- What to work on: Would you please retype, exactly, the lines of the listing below between the line with "use rust_decimal::Decimal;" and the line with "pub enum SimEvent", inclusive?

- Data to use:
---+---
//! Deterministic matching engine for simulation
//!
//! Implements price-time priority order matching per spec §1 (Order Lifecycle)
//! and spec §3 (Trade Lifecycle). All arithmetic uses fixed-point Decimal.

use rust_decimal::prelude::*;
use rust_decimal::Decimal;
use serde::{Deserialize, Serialize};
use std::collections::BTreeMap;
use types::fee::FeeTier;
use types::ids::{AccountId, MarketId, OrderId, TradeId};
use types::numeric::Price;
use types::order::Side;

/// Fee rounding precision (8 dp, spec §7.2: round UP to 8 dp).
const FEE_DP: u32 = 8;

/// A resting order on the book, keyed by (price, timestamp) for price-time priority.
#[derive(Debug, Clone, PartialEq, Serialize, Deserialize)]
pub struct BookEntry {
    pub order_id: OrderId,
    pub account_id: AccountId,
    pub side: Side,
    pub price: Price,
    pub remaining: Decimal,
    pub timestamp: i64,
}

/// Events emitted during simulation matching.
#[derive(Debug, Clone, PartialEq, Serialize, Deserialize)]
pub enum SimEvent {
    OrderPlaced {
        order_id: OrderId,
        account_id: AccountId,
        side: Side,
        price: Price,
        quantity: Decimal,
        timestamp: i64,
    },
    TradeExecuted {
        trade_id: TradeId,
        maker_order_id: OrderId,
        taker_order_id: OrderId,
        maker_account_id: AccountId,
        taker_account_id: AccountId,
        price: Price,
        quantity: Decimal,
        maker_fee: Decimal,
        taker_fee: Decimal,
        timestamp: i64,
    },
    OrderFilled {
        order_id: OrderId,
        filled_quantity: Decimal,
        timestamp: i64,
    },
    OrderPartiallyFilled {
        order_id: OrderId,
        filled_quantity: Decimal,
        remaining_quantity: Decimal,
        timestamp: i64,
    },
    OrderCanceled {
        order_id: OrderId,
        remaining_quantity: Decimal,
        timestamp: i64,
    },
}

/// A single price level aggregating multiple orders at the same price.
#[derive(Debug, Clone)]
struct PriceLevel {
    orders: Vec<BookEntry>,
}

impl PriceLevel {
    fn new() -> Self {
        Self { orders: Vec::new() }
    }

    fn total_quantity(&self) -> Decimal {
        self.orders.iter().map(|o| o.remaining).sum()
    }

    fn is_empty(&self) -> bool {
        self.orders.is_empty()
    }
}

/// Deterministic simulation matching engine.
///
/// Maintains a bid/ask order book with price-time priority matching.
/// All state transitions emit `SimEvent`s for replay validation.
pub struct SimEngine {
    pub symbol: MarketId,
    bids: BTreeMap<OrderedPrice, PriceLevel>,
    asks: BTreeMap<OrderedPrice, PriceLevel>,
    fee_tier: FeeTier,
    pub events: Vec<SimEvent>,
    pub sequence: u64,
}

/// Wrapper for BTreeMap ordering. Bids: descending (negate). Asks: ascending.
#[derive(Debug, Clone, Copy, PartialEq, Eq, PartialOrd, Ord)]
struct OrderedPrice {
    key: i128,
}

impl OrderedPrice {
    fn bid(price: Price) -> Self {
        let raw = decimal_to_i128(price.as_decimal());
        Self { key: -raw }
    }

    fn ask(price: Price) -> Self {
        let raw = decimal_to_i128(price.as_decimal());
        Self { key: raw }
    }
}

/// Convert Decimal to i128 with 18-digit fixed-point scaling for ordering.
fn decimal_to_i128(d: Decimal) -> i128 {
    let scale_factor = Decimal::from_i128_with_scale(1_000_000_000_000_000_000, 0);
    let scaled = d * scale_factor;
    scaled.to_i128().unwrap_or(0)
}

/// Round fee UP (never undercharge, spec §7.2).
fn round_up_fee(v: Decimal) -> Decimal {
    v.round_dp_with_strategy(FEE_DP, RoundingStrategy::AwayFromZero)
}

/// Match against orders at a single price level (free function to avoid borrow conflicts).
fn match_level(
    level: &mut PriceLevel,
    taker_id: OrderId,
    taker_account: AccountId,
    price: Price,
    remaining: &mut Decimal,
    timestamp: i64,
    fee_tier: &FeeTier,
    events: &mut Vec<SimEvent>,
    sequence: &mut u64,
) {
    let mut filled_indices = Vec::new();

    for (i, maker) in level.orders.iter_mut().enumerate() {
        if *remaining <= Decimal::ZERO {
            break;
        }

        let fill_qty = (*remaining).min(maker.remaining);
        let fill_value = fill_qty * price.as_decimal();

        let maker_fee = round_up_fee(fill_value * fee_tier.maker_rate);
        let taker_fee = round_up_fee(fill_value * fee_tier.taker_rate);

        *sequence += 1;
        events.push(SimEvent::TradeExecuted {
            trade_id: TradeId::new(),
            maker_order_id: maker.order_id,
            taker_order_id: taker_id,
            maker_account_id: maker.account_id,
            taker_account_id: taker_account,
            price,
            quantity: fill_qty,
            maker_fee,
            taker_fee,
            timestamp,
        });

        maker.remaining -= fill_qty;
        *remaining -= fill_qty;

        if maker.remaining == Decimal::ZERO {
            filled_indices.push(i);
            events.push(SimEvent::OrderFilled {
                order_id: maker.order_id,
                filled_quantity: fill_qty,
                timestamp,
            });
        } else {
            events.push(SimEvent::OrderPartiallyFilled {
                order_id: maker.order_id,
                filled_quantity: fill_qty,
                remaining_quantity: maker.remaining,
                timestamp,
            });
        }
    }

    for i in filled_indices.into_iter().rev() {
        level.orders.remove(i);
    }
}

impl SimEngine {
    /// Create a new engine for a market with a fee tier.
    pub fn new(symbol: MarketId, fee_tier: FeeTier) -> Self {
        Self {
            symbol,
            bids: BTreeMap::new(),
            asks: BTreeMap::new(),
            fee_tier,
            events: Vec::new(),
            sequence: 0,
        }
    }

    /// Insert an order: match against opposing side, then rest remainder.
    pub fn submit_order(
        &mut self,
        account_id: AccountId,
        side: Side,
        price: Price,
        quantity: Decimal,
        timestamp: i64,
    ) -> OrderId {
        let order_id = OrderId::new();
        self.sequence += 1;

        self.events.push(SimEvent::OrderPlaced {
            order_id,
            account_id,
            side,
            price,
            quantity,
            timestamp,
        });

        let mut remaining = quantity;
        remaining = self.match_against_book(
            order_id, account_id, side, price, remaining, timestamp,
        );

        if remaining > Decimal::ZERO {
            self.insert_resting(BookEntry {
                order_id,
                account_id,
                side,
                price,
                remaining,
                timestamp,
            });
        }

        let filled = quantity - remaining;
        if filled > Decimal::ZERO && remaining == Decimal::ZERO {
            self.events.push(SimEvent::OrderFilled {
                order_id,
                filled_quantity: filled,
                timestamp,
            });
        } else if filled > Decimal::ZERO {
            self.events.push(SimEvent::OrderPartiallyFilled {
                order_id,
                filled_quantity: filled,
                remaining_quantity: remaining,
                timestamp,
            });
        }

        order_id
    }

    /// Match incoming order against the opposing side of the book.
    fn match_against_book(
        &mut self,
        taker_id: OrderId,
        taker_account: AccountId,
        side: Side,
        limit_price: Price,
        mut remaining: Decimal,
        timestamp: i64,
    ) -> Decimal {
        match side {
            Side::BUY => {
                let keys: Vec<OrderedPrice> = self.asks.keys().cloned().collect();
                let mut to_remove = Vec::new();

                for key in keys {
                    if remaining <= Decimal::ZERO {
                        break;
                    }
                    let level = self.asks.get_mut(&key).unwrap();
                    let maker_price = level.orders[0].price;
                    if maker_price.as_decimal() > limit_price.as_decimal() {
                        break;
                    }
                    match_level(
                        level, taker_id, taker_account, maker_price,
                        &mut remaining, timestamp,
                        &self.fee_tier, &mut self.events, &mut self.sequence,
                    );
                    if level.is_empty() {
                        to_remove.push(key);
                    }
                }
                for p in to_remove {
                    self.asks.remove(&p);
                }
            }
            Side::SELL => {
                let keys: Vec<OrderedPrice> = self.bids.keys().cloned().collect();
                let mut to_remove = Vec::new();

                for key in keys {
                    if remaining <= Decimal::ZERO {
                        break;
                    }
                    let level = self.bids.get_mut(&key).unwrap();
                    let maker_price = level.orders[0].price;
                    if maker_price.as_decimal() < limit_price.as_decimal() {
                        break;
                    }
                    match_level(
                        level, taker_id, taker_account, maker_price,
                        &mut remaining, timestamp,
                        &self.fee_tier, &mut self.events, &mut self.sequence,
                    );
                    if level.is_empty() {
                        to_remove.push(key);
                    }
                }
                for p in to_remove {
                    self.bids.remove(&p);
                }
            }
        }
        remaining
    }

    /// Insert a resting order into the book.
    fn insert_resting(&mut self, entry: BookEntry) {
        match entry.side {
            Side::BUY => {
                let key = OrderedPrice::bid(entry.price);
                self.bids.entry(key).or_insert_with(PriceLevel::new).orders.push(entry);
            }
            Side::SELL => {
                let key = OrderedPrice::ask(entry.price);
                self.asks.entry(key).or_insert_with(PriceLevel::new).orders.push(entry);
            }
        }
    }

    /// Cancel an order by ID. Returns true if found and canceled.
    pub fn cancel_order(&mut self, order_id: OrderId, timestamp: i64) -> bool {
        // Search bids
        for level in self.bids.values_mut() {
            if let Some(pos) = level.orders.iter().position(|e| e.order_id == order_id) {
                let remaining = level.orders[pos].remaining;
                level.orders.remove(pos);
                self.events.push(SimEvent::OrderCanceled {
                    order_id,
                    remaining_quantity: remaining,
                    timestamp,
                });
                self.bids.retain(|_, l| !l.is_empty());
                return true;
            }
        }
        // Search asks
        for level in self.asks.values_mut() {
            if let Some(pos) = level.orders.iter().position(|e| e.order_id == order_id) {
                let remaining = level.orders[pos].remaining;
                level.orders.remove(pos);
                self.events.push(SimEvent::OrderCanceled {
                    order_id,
                    remaining_quantity: remaining,
                    timestamp,
                });
                self.asks.retain(|_, l| !l.is_empty());
                return true;
            }
        }
        false
    }

    /// Get the best bid price.
    pub fn best_bid(&self) -> Option<Price> {
        self.bids.values().next().and_then(|l| l.orders.first().map(|o| o.price))
    }

    /// Get the best ask price.
    pub fn best_ask(&self) -> Option<Price> {
        self.asks.values().next().and_then(|l| l.orders.first().map(|o| o.price))
    }

    /// Get mid price (average of best bid and ask).
    pub fn mid_price(&self) -> Option<Decimal> {
        match (self.best_bid(), self.best_ask()) {
            (Some(bid), Some(ask)) => {
                Some((bid.as_decimal() + ask.as_decimal()) / Decimal::from(2))
            }
            _ => None,
        }
    }

    /// Get total bid depth.
    pub fn bid_depth(&self) -> Decimal {
        self.bids.values().map(|l| l.total_quantity()).sum()
    }

    /// Get total ask depth.
    pub fn ask_depth(&self) -> Decimal {
        self.asks.values().map(|l| l.total_quantity()).sum()
    }

    /// Get bid levels as (price, quantity) tuples, sorted descending.
    pub fn bid_levels(&self) -> Vec<(Price, Decimal)> {
        self.bids.values()
            .map(|l| (l.orders[0].price, l.total_quantity()))
            .collect()
    }

    /// Get ask levels as (price, quantity) tuples, sorted ascending.
    pub fn ask_levels(&self) -> Vec<(Price, Decimal)> {
        self.asks.values()
            .map(|l| (l.orders[0].price, l.total_quantity()))
            .collect()
    }

    /// Total number of resting orders.
    pub fn order_count(&self) -> usize {
        let bid_count: usize = self.bids.values().map(|l| l.orders.len()).sum();
        let ask_count: usize = self.asks.values().map(|l| l.orders.len()).sum();
        bid_count + ask_count
    }

    /// Clear all events (for replay checkpointing).
    pub fn clear_events(&mut self) {
        self.events.clear();
    }

    /// Count trades in event log.
    pub fn trade_count(&self) -> usize {
        self.events.iter().filter(|e| matches!(e, SimEvent::TradeExecuted { .. })).count()
    }
}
---+---
- Task output:
use rust_decimal::Decimal;
use serde::{Deserialize, Serialize};
use std::collections::BTreeMap;
use types::fee::FeeTier;
use types::ids::{AccountId, MarketId, OrderId, TradeId};
use types::numeric::Price;
use types::order::Side;

/// Fee rounding precision (8 dp, spec §7.2: round UP to 8 dp).
const FEE_DP: u32 = 8;

/// A resting order on the book, keyed by (price, timestamp) for price-time priority.
#[derive(Debug, Clone, PartialEq, Serialize, Deserialize)]
pub struct BookEntry {
    pub order_id: OrderId,
    pub account_id: AccountId,
    pub side: Side,
    pub price: Price,
    pub remaining: Decimal,
    pub timestamp: i64,
}

/// Events emitted during simulation matching.
#[derive(Debug, Clone, PartialEq, Serialize, Deserialize)]
pub enum SimEvent {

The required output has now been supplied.